▶ About this exercise
Repeat verbatim, and only, the lines of the data below, beginning at the line that contains "19, 10, 0, 0)" and stopping after the line that contains "7**\n└─ ⏰ 08:00".

[[ Extracted data, beginning ]]

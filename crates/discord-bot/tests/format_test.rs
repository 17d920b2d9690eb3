use chrono::{DateTime, NaiveDate, TimeZone};
use chrono_tz::{Asia::Jakarta, Tz};
use pretty_assertions::assert_eq;
use rstest::rstest;
use rfslot_core::{
    errors::SlotError,
    models::{
        ledger::{Placement, SlotLedger},
        resource::ResourceId,
        slot::Slot,
    },
    render::{Renderer, StatusCounts, StatusView, Urgency},
};
use rfslot_discord_bot::{
    format,
    service::{FilledSlot, ResourceChange, StatusReport},
};

fn rf(value: u32) -> ResourceId {
    ResourceId::new(value).expect("valid resource id")
}

fn day(d: u32) -> NaiveDate {
    NaiveDate::from_ymd_opt(2026, 10, d).expect("valid date")
}

fn now() -> DateTime<Tz> {
    Jakarta
        .with_ymd_and_hms(2026, 10, 19, 10, 0, 0)
        .single()
        .expect("valid Jakarta time")
}

fn render(ledger: &SlotLedger) -> StatusView {
    Renderer::new(Jakarta).render(ledger, &now())
}

fn slot(id: u32, time: &str, holder: &str) -> Slot {
    Slot::new(rf(id), time.parse().expect("valid time"), holder)
}

#[test]
fn test_status_embed_layout() {
    let mut ledger = SlotLedger::new();
    ledger.place(day(19), slot(3, "10:15", "Sari"));
    ledger.place(day(19), slot(2, "11:00", "Budi"));
    ledger.place(day(21), slot(7, "08:00", "Dewi"));

    let embed = format::status_embed(&render(&ledger));

    assert_eq!(embed.title, "📊 RF SLOT MONITOR");
    assert_eq!(embed.colour, format::EMBED_COLOUR);
    assert_eq!(embed.footer, "Last updated • 19 Oct 2026 10:00 WIB");

    let names: Vec<&str> = embed.fields.iter().map(|f| f.name.as_str()).collect();
    assert_eq!(
        names,
        vec![
            "\u{200b}",
            "📊 TODAY'S SUMMARY",
            "\u{200b}",
            "🟢 TODAY — MONDAY (19 Oct)\n━━━━━━━━━━━━━━━━━━━━",
            "\u{200b}",
            "📅 WEDNESDAY (21 Oct)\n━━━━━━━━━━━━━━━━━━━━",
        ]
    );
    assert_eq!(
        embed.fields[1].value,
        "**Total slots** : 3\n**Nearest slot** : RF 3 (10:15)"
    );
    assert_eq!(
        embed.fields[3].value,
        "🔴 **RF 3**\n└─ ⏰ 10:15 WIB\n└─ 👤 Sari\n\n🟡 **RF 2**\n└─ ⏰ 11:00 WIB\n└─ 👤 Budi"
    );
    assert_eq!(embed.fields[5].value, "🟢 **RF 7**\n└─ ⏰ 08:00 WIB\n└─ 👤 Dewi");
}

#[rstest]
#[case(Urgency::Urgent, "🔴")]
#[case(Urgency::Warning, "🟡")]
#[case(Urgency::Normal, "🟢")]
fn test_urgency_icon(#[case] urgency: Urgency, #[case] icon: &str) {
    assert_eq!(format::urgency_icon(urgency), icon);
}

#[test]
fn test_status_embed_without_slots() {
    let embed = format::status_embed(&render(&SlotLedger::new()));

    assert_eq!(embed.fields[1].value, "**Total slots** : 0\nNo slots today");
    assert_eq!(embed.fields[3].name, "Info");
    assert_eq!(embed.fields[3].value, "No slots filled yet.");
}

#[test]
fn test_status_embed_today_only_past_slots() {
    let mut ledger = SlotLedger::new();
    ledger.place(day(19), slot(1, "09:00", "Lan"));

    let embed = format::status_embed(&render(&ledger));
    assert_eq!(embed.fields[1].value, "**Total slots** : 1");
}

#[test]
fn test_status_embed_respects_field_limit() {
    let mut ledger = SlotLedger::new();
    for (idx, d) in (1..=14).enumerate() {
        ledger.place(
            NaiveDate::from_ymd_opt(2026, 11, d).expect("valid date"),
            slot(idx as u32 + 1, "12:00", "Lan"),
        );
    }

    let embed = format::status_embed(&render(&ledger));

    assert_eq!(embed.fields.len(), 25);
    let last = embed.fields.last().expect("has fields");
    assert_eq!(last.name, "Info");
    assert_eq!(last.value, "…and 3 more days");
}

#[test]
fn test_day_body_keeps_whole_cards() {
    let mut ledger = SlotLedger::new();
    for id in 1..=40 {
        ledger.place(day(20), slot(id, "12:00", &format!("Holder {}", id)));
    }

    let embed = format::status_embed(&render(&ledger));
    let body = &embed.fields[3].value;
    assert!(body.chars().count() <= 1024);

    let parts: Vec<&str> = body.split("\n\n").collect();
    let (overflow, cards) = parts.split_last().expect("body has parts");
    let hidden: usize = overflow
        .strip_prefix("…and ")
        .and_then(|rest| rest.strip_suffix(" more"))
        .and_then(|n| n.parse().ok())
        .expect("overflow line counts the hidden slots");

    assert!(hidden > 0);
    assert_eq!(cards.len() + hidden, 40);
    for (idx, card) in cards.iter().enumerate() {
        let id = idx + 1;
        assert_eq!(
            *card,
            format!("🟢 **RF {}**\n└─ ⏰ 12:00 WIB\n└─ 👤 Holder {}", id, id)
        );
    }
}

#[test]
fn test_day_body_without_overflow_has_no_note() {
    let mut ledger = SlotLedger::new();
    for id in 1..=3 {
        ledger.place(day(20), slot(id, "12:00", "Lan"));
    }

    let embed = format::status_embed(&render(&ledger));
    assert!(!embed.fields[3].value.contains("more"));
    assert_eq!(embed.fields[3].value.split("\n\n").count(), 3);
}

#[test]
fn test_long_holder_is_shortened_on_card() {
    let mut ledger = SlotLedger::new();
    ledger.place(day(20), slot(1, "12:00", &"x".repeat(2000)));

    let embed = format::status_embed(&render(&ledger));
    let holder = embed.fields[3]
        .value
        .rsplit("👤 ")
        .next()
        .expect("card has a holder line");

    assert_eq!(holder.chars().count(), format::MAX_HOLDER_CHARS);
    assert!(holder.ends_with('…'));
}

#[rstest]
#[case::few_long_holders(8, 1, 900)]
#[case::full_days(11, 12, 100)]
#[case::many_days(30, 6, 60)]
fn test_status_embed_stays_within_total_size(
    #[case] days: u32,
    #[case] slots_per_day: u32,
    #[case] holder_len: usize,
) {
    let mut ledger = SlotLedger::new();
    let mut id = 0;
    for d in 0..days {
        let date = day(20) + chrono::Duration::days(d.into());
        for _ in 0..slots_per_day {
            id += 1;
            ledger.place(date, slot(id, "12:00", &"n".repeat(holder_len)));
        }
    }

    let embed = format::status_embed(&render(&ledger));
    assert!(embed.char_count() <= 6000, "embed has {} chars", embed.char_count());
    assert!(embed.fields.len() <= 25);

    let shown = embed
        .fields
        .iter()
        .filter(|field| field.name.contains('━'))
        .count();
    let hidden = days as usize - shown;
    if hidden > 0 {
        let last = embed.fields.last().expect("has fields");
        let unit = if hidden == 1 { "day" } else { "days" };
        assert_eq!(last.value, format!("…and {} more {}", hidden, unit));
    }
}

#[test]
fn test_char_count_includes_every_part() {
    let embed = format::status_embed(&render(&SlotLedger::new()));

    let expected = embed.title.chars().count()
        + embed.description.chars().count()
        + embed.footer.chars().count()
        + embed
            .fields
            .iter()
            .map(|f| f.name.chars().count() + f.value.chars().count())
            .sum::<usize>();
    assert_eq!(embed.char_count(), expected);
}

#[test]
fn test_replies() {
    let filled = FilledSlot {
        resource: rf(31),
        placement: Placement {
            date: day(20),
            end_time: "23:00".parse().expect("valid time"),
        },
    };
    assert_eq!(format::slot_saved(&filled), "✅ RF 31 saved for 2026-10-20 23:00");
    assert_eq!(format::slot_deleted(rf(31)), "🗑️ RF 31 deleted");
    assert_eq!(format::resource_changed(ResourceChange::Added(rf(32))), "✅ RF 32 added");
    assert_eq!(format::resource_changed(ResourceChange::Removed(rf(32))), "🗑️ RF 32 removed");
}

#[test]
fn test_error_replies() {
    assert_eq!(format::error_reply(&SlotError::NotFound(rf(8))), "⚠️ RF 8 not found");
    assert_eq!(format::error_reply(&SlotError::AlreadyExists(rf(8))), "⚠️ RF 8 already exists");
    assert_eq!(format::error_reply(&SlotError::InUse(rf(8))), "❌ RF 8 is still in use");
    assert_eq!(
        format::error_reply(&SlotError::InvalidAction("drop".to_string())),
        "❌ Invalid action (use add / remove)"
    );
    assert_eq!(
        format::error_reply(&SlotError::InvalidDate("2026/01/10".to_string())),
        "❌ Invalid date format: '2026/01/10' (expected YYYY-MM-DD)"
    );
    assert!(
        format::error_reply(&SlotError::Storage(eyre::eyre!("disk full")))
            .starts_with("❌ Action failed:")
    );
}

#[test]
fn test_unknown_button_reply() {
    let reply = format::unknown_button("rf_legacy");
    assert!(reply.starts_with("❌ Unknown button 'rf_legacy'"));
}

#[test]
fn test_status_report() {
    let report = StatusReport {
        counts: StatusCounts { total: 3, used: 1, free: 2 },
        checked_at: now(),
    };

    assert_eq!(
        format::status_report(&report),
        "📊 **SLOT STATUS**\n\n🔄 **In use** : 1\n📭 **Free** : 2\n🗂️ **Total** : 3\n\nToday at 10:00"
    );
}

[[ Extracted data, end ]]

▶ Written answer
        .with_ymd_and_hms(2026, 10, 19, 10, 0, 0)
        .single()
        .expect("valid Jakarta time")
}

fn render(ledger: &SlotLedger) -> StatusView {
    Renderer::new(Jakarta).render(ledger, &now())
}

fn slot(id: u32, time: &str, holder: &str) -> Slot {
    Slot::new(rf(id), time.parse().expect("valid time"), holder)
}

#[test]
fn test_status_embed_layout() {
    let mut ledger = SlotLedger::new();
    ledger.place(day(19), slot(3, "10:15", "Sari"));
    ledger.place(day(19), slot(2, "11:00", "Budi"));
    ledger.place(day(21), slot(7, "08:00", "Dewi"));

    let embed = format::status_embed(&render(&ledger));

    assert_eq!(embed.title, "📊 RF SLOT MONITOR");
    assert_eq!(embed.colour, format::EMBED_COLOUR);
    assert_eq!(embed.footer, "Last updated • 19 Oct 2026 10:00 WIB");

    let names: Vec<&str> = embed.fields.iter().map(|f| f.name.as_str()).collect();
    assert_eq!(
        names,
        vec![
            "\u{200b}",
            "📊 TODAY'S SUMMARY",
            "\u{200b}",
            "🟢 TODAY — MONDAY (19 Oct)\n━━━━━━━━━━━━━━━━━━━━",
            "\u{200b}",
            "📅 WEDNESDAY (21 Oct)\n━━━━━━━━━━━━━━━━━━━━",
        ]
    );
    assert_eq!(
        embed.fields[1].value,
        "**Total slots** : 3\n**Nearest slot** : RF 3 (10:15)"
    );
    assert_eq!(
        embed.fields[3].value,
        "🔴 **RF 3**\n└─ ⏰ 10:15 WIB\n└─ 👤 Sari\n\n🟡 **RF 2**\n└─ ⏰ 11:00 WIB\n└─ 👤 Budi"
    );
    assert_eq!(embed.fields[5].value, "🟢 **RF 7**\n└─ ⏰ 08:00 WIB\n└─ 👤 Dewi");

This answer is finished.